28 Octobre : Eventail 1 (Mo Dao Zhu Shi/ The Untamed)

Nie Huaisang cachait le bas de son visage avec son éventail, comme toujours ou presque.

Il n'était pas surpris par ce qui était en train de se passer. Ce qui le surprenait par contre, était qu'il était le seul avec Jin Ling à le réaliser.

Les deux chefs de secte échangèrent un regard signifiant pendant que Jiang Wanyin hurlait après le Clan Lan pour leur trahison. Même s'il haïssait encore son frère, il le connaissait assez pour savoir que ce qu'ils venaient de dire était la pire des trahisons qu'il pouvait encore recevoir.

Wei Ying n'avait rien dit. Il avait attendu un peu que la colère passe, que chacun balaye une fois de plus ses sensibilités en restant silencieux. L'adolescent emplis de colère et d'orgueil avait murit avec les années, comme Huaisang lui-même avait enfin pu se laisser aller à exprimer réellement sa personnalité une fois ses ennemis morts et son frère vengé et envoyé à son repos. Wei Ying avait apprit le cout autant que la valeur du silence.

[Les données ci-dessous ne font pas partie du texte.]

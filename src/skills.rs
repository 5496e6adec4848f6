//! Skill Classifier
//!
//! Routes a free-text query to one of a fixed set of skills. Each skill
//! carries the tools the agent should lean on and a prompt fragment.
//!
//! Scoring: `hits * 10 + priority`, where `hits` counts keywords found as
//! substrings of the lowercased query. Priority only breaks ties between
//! equal hit counts. Ties on the weighted score keep the skill registered
//! first.

use serde::Serialize;

/// Immutable skill descriptor
#[derive(Debug, Clone, Copy, Serialize, PartialEq, Eq)]
pub struct Skill {
    pub name: &'static str,
    pub display_name: &'static str,
    pub keywords: &'static [&'static str],
    pub relevant_tools: &'static [&'static str],
    pub prompt_addon: &'static str,
    pub priority: u32,
}

pub const DEFAULT_SKILL_NAME: &str = "portfolio_analysis";

/// Static registry, iterated in registration order
pub static SKILLS: &[Skill] = &[
    Skill {
        name: "portfolio_analysis",
        display_name: "Portfolio Analysis",
        keywords: &[
            "portfolio", "summary", "overview", "holdings", "allocation",
            "total", "value", "what do i own", "asset", "worth",
        ],
        relevant_tools: &["portfolio_summary", "holding_detail"],
        prompt_addon: "Focus on portfolio composition and allocations. \
            Present holdings grouped by asset class with percentage weights. \
            Highlight the top holdings and cash position.",
        priority: 0,
    },
    Skill {
        name: "performance_tracking",
        display_name: "Performance Tracking",
        keywords: &[
            "performance", "return", "gain", "loss", "profit",
            "how did", "ytd", "chart", "growth", "up", "down",
        ],
        relevant_tools: &["portfolio_performance", "portfolio_summary"],
        prompt_addon: "Focus on time-range performance comparisons. \
            Present net and gross returns clearly. \
            Compare across time periods when relevant.",
        priority: 1,
    },
    Skill {
        name: "trade_execution",
        display_name: "Trade Execution",
        keywords: &[
            "buy", "sell", "bought", "sold", "trade", "purchase",
            "add trade", "shares of", "units of",
        ],
        relevant_tools: &["add_trade", "symbol_search"],
        prompt_addon: "CRITICAL: Confirm ALL trade details before executing. \
            Always use symbol_search first if the user provides a company name instead of a ticker. \
            Validate quantity, price, and date before calling add_trade. \
            Call add_trade with confirmed=false first and only set confirmed=true after the user approves the preview.",
        priority: 2,
    },
    Skill {
        name: "risk_assessment",
        display_name: "Risk Assessment",
        keywords: &[
            "risk", "diversification", "diversified", "concentration", "sector",
            "geographic", "exposure", "safe", "volatile", "health",
        ],
        relevant_tools: &["market_sentiment", "portfolio_summary"],
        prompt_addon: "Focus on risk analysis and diversification. \
            Check concentration risk, sector exposure, and geographic distribution. \
            Always include specific risk flags and thresholds.",
        priority: 1,
    },
    Skill {
        name: "research",
        display_name: "Research",
        keywords: &[
            "search", "lookup", "find", "what is", "ticker", "symbol",
            "dividend", "history", "transactions", "orders",
        ],
        relevant_tools: &["symbol_search", "holding_detail", "dividend_history", "transactions"],
        prompt_addon: "Focus on data lookup and presentation. \
            Present transaction history chronologically. \
            For dividends, show total received and payment frequency.",
        priority: 1,
    },
    Skill {
        name: "market_data",
        display_name: "Market Data",
        keywords: &[
            "price", "current price", "trading at", "trend", "this week",
            "today", "volume", "sectors", "market", "intraday",
        ],
        relevant_tools: &["stock_price", "stock_trend", "stock_volume", "sector_performance"],
        prompt_addon: "Focus on live market data. \
            Quote prices with their currency and the time range they cover. \
            Summarize trends with start, end, high, low and percentage change.",
        priority: 1,
    },
];

/// Look up a skill by name
pub fn skill(name: &str) -> Option<&'static Skill> {
    SKILLS.iter().find(|s| s.name == name)
}

/// Skill used when nothing matches
pub fn default_skill() -> &'static Skill {
    skill(DEFAULT_SKILL_NAME).unwrap_or(&SKILLS[0])
}

/// Skill classifier
pub struct SkillClassifier;

impl SkillClassifier {
    /// Classify a query into the best-matching skill
    pub fn classify(query: &str) -> &'static Skill {
        let lowered = query.to_lowercase();

        let mut best: Option<&'static Skill> = None;
        let mut best_weighted = 0u32;

        for skill in SKILLS {
            let hits = skill
                .keywords
                .iter()
                .filter(|kw| lowered.contains(**kw))
                .count() as u32;

            let weighted = hits * 10 + skill.priority;

            if hits > 0 && weighted > best_weighted {
                best_weighted = weighted;
                best = Some(skill);
            }
        }

        best.unwrap_or_else(default_skill)
    }
}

Les deux étaient sans doutes les seuls qui réalisaient ce qui se passait du coté de la secte Lan parce qu'ils étaient les seuls qui attendaient cet évènement depuis des années.

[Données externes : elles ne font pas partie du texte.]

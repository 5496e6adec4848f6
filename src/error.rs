//! Error types for the portfolio agent

use thiserror::Error;

/// Result type alias for agent operations
pub type Result<T> = std::result::Result<T, OrchestrationError>;

#[derive(Error, Debug)]
pub enum OrchestrationError {

    // =============================
    // Upstream Failures (turn-fatal)
    // =============================

    #[error("Rate limited, retry after {retry_after_secs}s")]
    RateLimited { retry_after_secs: u64 },

    /// The data source rejected a freshly issued session
    #[error("Authentication expired")]
    AuthExpired,

    #[error("Upstream returned HTTP {status}: {message}")]
    Http { status: u16, message: String },

    // =============================
    // Core Pipeline Errors
    // =============================

    #[error("Agent runtime error: {0}")]
    RuntimeError(String),

    #[error("Agent exceeded {0} iterations")]
    IterationLimit(u32),

    #[error("Tool error: {0}")]
    ToolError(String),

    #[error("Invalid tool input: {0}")]
    InvalidToolInput(String),

    #[error("Invalid order: {0}")]
    InvalidOrder(String),

    #[error("Configuration error: {0}")]
    ConfigError(String),

    // =============================
    // External Library Conversions
    // =============================

    #[error("Serialization error: {0}")]
    SerializationError(#[from] serde_json::Error),

    #[error("HTTP client error: {0}")]
    HttpClientError(#[from] reqwest::Error),
}

impl OrchestrationError {
    /// Failures that must abort the whole turn instead of being folded into a
    /// tool's error payload.
    pub fn is_turn_fatal(&self) -> bool {
        matches!(
            self,
            OrchestrationError::RateLimited { .. } | OrchestrationError::AuthExpired
        )
    }
}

Wei Wuxian se leva soudain de sa place aux cotés de son mari. Sans un mot, il quitta discrètement la salle sans que personne ne fasse de commentaire. On s'était habitué à son excentricité après tout. Les plus vieux chefs de secte étaient soit morts, soit assez décatit pour laisser la place à leurs héritiers. Le cultivateur démoniaque n'avait plus réellement d'ennemi parmi la cultivation actuelle. Ses seuls ennemis restaient Jiang Wanyin, lui-même et… son mari.

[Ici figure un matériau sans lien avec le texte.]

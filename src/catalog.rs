//! Supported models and per-token pricing
//!
//! Both tables are immutable and built at compile time.

use serde::Serialize;

#[derive(Debug, Clone, Copy, Serialize, PartialEq, Eq)]
#[serde(rename_all = "lowercase")]
pub enum Provider {
    Groq,
    OpenAi,
    Anthropic,
}

impl Provider {
    /// Base URL of the provider's OpenAI-compatible chat API
    pub fn base_url(&self) -> &'static str {
        match self {
            Provider::Groq => "https://api.groq.com/openai/v1",
            Provider::OpenAi => "https://api.openai.com/v1",
            Provider::Anthropic => "https://api.anthropic.com/v1",
        }
    }
}

#[derive(Debug, Clone, Copy, Serialize)]
pub struct ModelSpec {
    pub model_id: &'static str,
    pub provider: Provider,
    pub display_name: &'static str,
    pub api_model_name: &'static str,
    pub temperature: f32,
    pub is_free: bool,
}

pub const DEFAULT_MODEL_ID: &str = "llama-3.3-70b-versatile";

pub static SUPPORTED_MODELS: &[ModelSpec] = &[
    ModelSpec {
        model_id: "llama-3.3-70b-versatile",
        provider: Provider::Groq,
        display_name: "Llama 3.3 70B (Groq, free)",
        api_model_name: "llama-3.3-70b-versatile",
        temperature: 0.1,
        is_free: true,
    },
    ModelSpec {
        model_id: "gpt-4o-mini",
        provider: Provider::OpenAi,
        display_name: "GPT-4o Mini (OpenAI)",
        api_model_name: "gpt-4o-mini",
        temperature: 0.1,
        is_free: false,
    },
    ModelSpec {
        model_id: "gpt-4o",
        provider: Provider::OpenAi,
        display_name: "GPT-4o (OpenAI)",
        api_model_name: "gpt-4o",
        temperature: 0.1,
        is_free: false,
    },
    ModelSpec {
        model_id: "claude-haiku",
        provider: Provider::Anthropic,
        display_name: "Claude Haiku (Anthropic)",
        api_model_name: "claude-haiku-4-5-20251001",
        temperature: 0.1,
        is_free: false,
    },
];

/// Spec for `model_id`, falling back to the default model
pub fn model_spec(model_id: &str) -> &'static ModelSpec {
    SUPPORTED_MODELS
        .iter()
        .find(|m| m.model_id == model_id)
        .or_else(|| SUPPORTED_MODELS.iter().find(|m| m.model_id == DEFAULT_MODEL_ID))
        .unwrap_or(&SUPPORTED_MODELS[0])
}

/// USD per token
#[derive(Debug, Clone, Copy, PartialEq)]
pub struct Pricing {
    pub input: f64,
    pub output: f64,
}

const PER_MILLION: f64 = 1_000_000.0;

static MODEL_PRICING: &[(&str, Pricing)] = &[
    ("llama-3.3-70b-versatile", Pricing { input: 0.59 / PER_MILLION, output: 0.79 / PER_MILLION }),
    ("gpt-4o-mini", Pricing { input: 0.15 / PER_MILLION, output: 0.60 / PER_MILLION }),
    ("gpt-4o", Pricing { input: 2.50 / PER_MILLION, output: 10.00 / PER_MILLION }),
    ("claude-haiku-4-5-20251001", Pricing { input: 0.80 / PER_MILLION, output: 4.00 / PER_MILLION }),
];

/// Pricing keyed by API model name; unknown models are free
pub fn pricing(api_model_name: &str) -> Pricing {
    MODEL_PRICING
        .iter()
        .find(|(name, _)| *name == api_model_name)
        .map(|(_, p)| *p)
        .unwrap_or(Pricing { input: 0.0, output: 0.0 })
}

pub fn cost_usd(api_model_name: &str, input_tokens: u64, output_tokens: u64) -> f64 {
    let p = pricing(api_model_name);
    input_tokens as f64 * p.input + output_tokens as f64 * p.output
}
//! Ghostfolio REST client
//!
//! Exchanges the long-lived access token for a bearer token on first use and
//! re-authenticates once when a request comes back 401.

use super::{http_client, status_error, NewOrder, OrderQuery, PortfolioSource, SourceConnector};
use crate::error::OrchestrationError;
use crate::tracking::token_fingerprint;
use crate::Result;
use async_trait::async_trait;
use reqwest::{Client, Method, Response, StatusCode};
use serde::Deserialize;
use serde_json::{json, Value};
use std::sync::Arc;
use tokio::sync::RwLock;
use tracing::{debug, info, warn};

#[derive(Deserialize)]
#[serde(rename_all = "camelCase")]
struct AuthResponse {
    auth_token: String,
}

pub struct GhostfolioClient {
    client: Client,
    base_url: String,
    access_token: String,
    bearer: RwLock<Option<String>>,
}

impl GhostfolioClient {
    pub fn new(base_url: &str, access_token: &str) -> Result<Self> {
        Ok(Self::with_client(http_client()?, base_url, access_token))
    }

    pub fn with_client(client: Client, base_url: &str, access_token: &str) -> Self {
        Self {
            client,
            base_url: base_url.trim_end_matches('/').to_string(),
            access_token: access_token.to_string(),
            bearer: RwLock::new(None),
        }
    }

    /// Exchange the access token for a fresh bearer token
    pub async fn authenticate(&self) -> Result<String> {
        let response = self
            .client
            .post(format!("{}/api/v1/auth/anonymous", self.base_url))
            .json(&json!({ "accessToken": self.access_token }))
            .send()
            .await?;

        if !response.status().is_success() {
            let err = status_error(response).await;
            warn!(
                user = %token_fingerprint(&self.access_token),
                error = %err,
                "Ghostfolio authentication failed"
            );
            return Err(err);
        }

        let auth: AuthResponse = response.json().await?;
        *self.bearer.write().await = Some(auth.auth_token.clone());
        info!(user = %token_fingerprint(&self.access_token), "Authenticated with Ghostfolio");
        Ok(auth.auth_token)
    }

    async fn bearer_token(&self) -> Result<String> {
        if let Some(token) = self.bearer.read().await.as_ref() {
            return Ok(token.clone());
        }
        self.authenticate().await
    }

    async fn send(
        &self,
        method: &Method,
        path: &str,
        query: &[(&str, String)],
        body: Option<&Value>,
        bearer: &str,
    ) -> Result<Response> {
        let mut request = self
            .client
            .request(method.clone(), format!("{}{}", self.base_url, path))
            .bearer_auth(bearer);
        if !query.is_empty() {
            request = request.query(query);
        }
        if let Some(body) = body {
            request = request.json(body);
        }
        Ok(request.send().await?)
    }

    async fn request(
        &self,
        method: Method,
        path: &str,
        query: &[(&str, String)],
        body: Option<&Value>,
    ) -> Result<Value> {
        let bearer = self.bearer_token().await?;
        let mut response = self.send(&method, path, query, body, &bearer).await?;

        if response.status() == StatusCode::UNAUTHORIZED {
            debug!(path, "Bearer token rejected, re-authenticating");
            let bearer = self.authenticate().await?;
            response = self.send(&method, path, query, body, &bearer).await?;

            if response.status() == StatusCode::UNAUTHORIZED {
                warn!(
                    user = %token_fingerprint(&self.access_token),
                    path,
                    "Fresh bearer token rejected, session expired"
                );
                *self.bearer.write().await = None;
                return Err(OrchestrationError::AuthExpired);
            }
        }

        if !response.status().is_success() {
            let err = status_error(response).await;
            debug!(path, error = %err, "Ghostfolio request failed");
            return Err(err);
        }

        Ok(response.json::<Value>().await?)
    }

    async fn get(&self, path: &str, query: &[(&str, String)]) -> Result<Value> {
        self.request(Method::GET, path, query, None).await
    }

    async fn post(&self, path: &str, body: &Value) -> Result<Value> {
        self.request(Method::POST, path, &[], Some(body)).await
    }
}

#[async_trait]
impl PortfolioSource for GhostfolioClient {
    async fn portfolio_details(&self) -> Result<Value> {
        self.get("/api/v1/portfolio/details", &[]).await
    }

    async fn portfolio_performance(&self, date_range: &str) -> Result<Value> {
        self.get("/api/v2/portfolio/performance", &[("range", date_range.to_string())])
            .await
    }

    async fn holding_detail(&self, data_source: &str, symbol: &str) -> Result<Value> {
        self.get(
            &format!("/api/v1/portfolio/holding/{}/{}", data_source, symbol),
            &[],
        )
        .await
    }

    async fn orders(&self, query: &OrderQuery) -> Result<Value> {
        self.get("/api/v1/order", &query.params()).await
    }

    async fn dividends(&self, data_source: &str, symbol: &str) -> Result<Value> {
        self.get(
            &format!("/api/v1/portfolio/dividends/{}/{}", data_source, symbol),
            &[],
        )
        .await
    }

    async fn lookup_symbol(&self, query: &str) -> Result<Value> {
        self.get("/api/v1/symbol/lookup", &[("query", query.to_string())])
            .await
    }

    async fn accounts(&self) -> Result<Value> {
        self.get("/api/v1/account", &[]).await
    }

    async fn create_account(&self, name: &str, currency: &str) -> Result<Value> {
        let body = json!({
            "balance": 0,
            "currency": currency,
            "isExcluded": false,
            "name": name,
            "platformId": null,
        });
        self.post("/api/v1/account", &body).await
    }

    async fn create_order(&self, order: &NewOrder) -> Result<Value> {
        order.validate()?;
        let body = serde_json::to_value(order)?;
        self.post("/api/v1/order", &body).await
    }
}

/// Creates per-user clients that share one connection pool
pub struct GhostfolioConnector {
    client: Client,
    base_url: String,
}

impl GhostfolioConnector {
    pub fn new(base_url: &str) -> Result<Self> {
        Ok(Self {
            client: http_client()?,
            base_url: base_url.to_string(),
        })
    }
}

#[async_trait]
impl SourceConnector for GhostfolioConnector {
    async fn connect(&self, token: &str) -> Result<Arc<dyn PortfolioSource>> {
        let source = GhostfolioClient::with_client(self.client.clone(), &self.base_url, token);
        source.authenticate().await?;
        Ok(Arc::new(source))
    }
}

Seulement, jamais il ne s'en rendrait compte. Jamais Wei Ying ne voudrait s'en rendre compte. Jamais il n'avait voulu voir qu'il s'éteignait lentement auprès de Lan Wangji pour petit à petit coller à ce que lui et les autres Lan voulaient qu'ils soient. Même si Wangji ne l'avait jamais dit, jamais montré, ses attitudes étaient assez signifiantes. Il se raidissait imperceptiblement lorsque son mari transgressait une règle, il pinçait les lèvres ou faisait de qu'il fallait pour "réparer l'erreur". Ce n'était même pas conscient chez le Lan. Son oncle l'avait si bien instillé dans son cerveau que c'était devenu un mécanisme dont il n'était pas conscient. Les trente trois coups de fouet reçut dans sa jeunesse avaient un peu tempéré cette réaction, mais elle restait là, tapis tout au fond de son esprit, à détruire lentement celui qu'il désirait de toute son âme.

C'était quelque chose que Nia Huaisang avait compris depuis bien longtemps aussi. Les Lan n'aimaient pas réellement. Ils désiraient de toute leur âme mais ce n'était pas de l'amour. Ils étaient les descendants d'un moine. L'amour leur était étranger. Le désir et la luxure par contre… Il n'y avait pas besoin d'autant de règles pour contenir l'amour. On ne contenait pas une sentiment aussi positif. Luxure et désir, c'était un autre débat.

Depuis des années, Lan Wangji avait usé et abusé de l'affection de son mari. Avait usé et abusé de sa bienveillance. Pire, de sa reconnaissance. Wei Wuxian avait été lui aussi trop bien manipulé par son enfance pour faire autre chose qu'éprouver de la reconnaissance pour ceux qui lui offraient un peu de ce qu'il considérait comme de la gentillesse. Ce n'était pas de l'amour, juste de la reconnaissance.

Leur relation était celle d'amis sans doute. Mais certainement pas de l'amour. C'était trop malsain et déséquilibré pour en être.

Et, après toutes ces années, Wangji avait eut le geste et le mot malheureux de trop.

Huaisang secoua doucement la tête lorsque Jin Ling avorta un mouvement pour se lever et courir après son oncle. S'il le faisait, tout le monde allait le remarquer. Lui à l'inverse… Il avait bien longtemps qu'il laissait de plus en plus de place à son héritier. Le fils de Nie Zhongui était aussi doué que son père. Avec l'éducation reçue maintenant que la malédiction de leur secte était sous contrôle, il avait tout ce qu'il fallait pour être le meilleur Zhongzhu que le Royaume Impur ait jamais eut.

Huaisang se pencha a son oreille.

"- Je reviens."

"- Wei Wuxian ?"
Il n'était pas étonnant que l'adolescent ait vu et comprit.

"- Oui, je te laisse parler à ma place s'il le faut." Huaisang lui faisait assez confiance pour ca.